Parasites are degenerate forms of free-living or mutualistic organisms.
They became parasites when something went wrong as a result of the Fall.
For example, the parasite came to invade the wrong host or the wrong organ
within the host, or it changed to harm the host where it did not before.
Parasites are far from degenerate. They have lost features that are
familiar to us as nonparasites, but they also have acquired many other
highly sophisticated features and abilities, allowing them to find
their hosts, to survive their hosts' immune systems (often multiple hosts
for one parasite), and to survive some otherwise hostile environments
within their hosts. Creationists themselves tout the complexity of the
immune system; does not circumventing an
immune system
deserve at least as much credit? Fast-evolving viruses like the common
cold show that such adaptations are evolving all the time.
Here are just a few features that parasites have. Similar adaptations
are common (Hajek and St. Leger 1994; Zimmer 2000):
Sacculina, a parasitic barnacle, infests crabs. It prevents the
crab from molting and reproducing and induces the crab to care for
the parasite's brood as if it were the crab's. Even male crabs are
feminized to groom as if they had a female's brood pouch (Zimmer
2000, 79-82).
The larva of the Hymenoepimecis wasp parasitizes an orb-weaving
spider. When the larva is ready to pupate, it modifies the spider's
behavior to make it spin a cocoon for the wasp (Eberhard 2000).

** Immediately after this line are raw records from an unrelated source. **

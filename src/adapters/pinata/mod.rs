//! Pinata Adapter
//!
//! Implementation of the PinningPort for the Pinata IPFS pinning service.
//! Uploads token images (local files or remote URLs) and metadata JSON,
//! returning gateway URIs.

mod client;
mod types;

pub use client::{PinataClient, PinataConfig};
pub use types::PinResponse;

The fungus Entomophthora muscae infects and kills house flies, but
before it kills them, it manipulates the fly's behavior to make it
crawl to a high place and adopt a sexually receptive pose, behaviors
that increase the likelihood of the fungus spreading to other flies
(Moller 1993).
Evolution often goes the other way; parasites that initially are very
harmful become more benign to their host over time. The virulence of a
pathogen is generally predictable on the basis of evolutionary
principles. For example, parasites are less virulent at low host
population densities where the parasites risk destroying available
hosts and themselves with them (Nesse and Williams 1994, 57-61; Zimmer
2000, 151-155).
Why do organisms have defenses against pathogens in the first place?
They would not have been needed in a pre-Fall world without pathogens,
and their complexity and effectiveness show that features such as
immune systems are not degenerate forms themselves.
References:
Eberhard, William G., 2000. Spider manipulation by a wasp larva.
Nature 406: 255-256.
Hajek, A. E. and R. J. St. Leger, 1994. Interactions between fungal
pathogens and insect hosts. Annual Review of Entomology 39:
293-322.
Moller, Anders Pape, 1993. A fungus infecting domestic flies
manipulates sexual behaviour of its host. Behavioral Ecology and
Sociobiology 33: 403-407.
Nesse, R. M. and C. G. Williams, 1994. (see below)
Zimmer, Carl, 2000. Parasite Rex. (see below)
Further Reading:
Nesse, Randolph M. and George C. Williams, 1994. Why We Get Sick, New
York: Times Books.
Sapolsky, Robert, 2003. Bugs in the brain. Scientific American
288(3)
(Mar.): 94-97.
Zimmer, Carl, 2000. Parasite Rex: inside the bizarre world of nature's
most dangerous creatures. New York: The Free Press.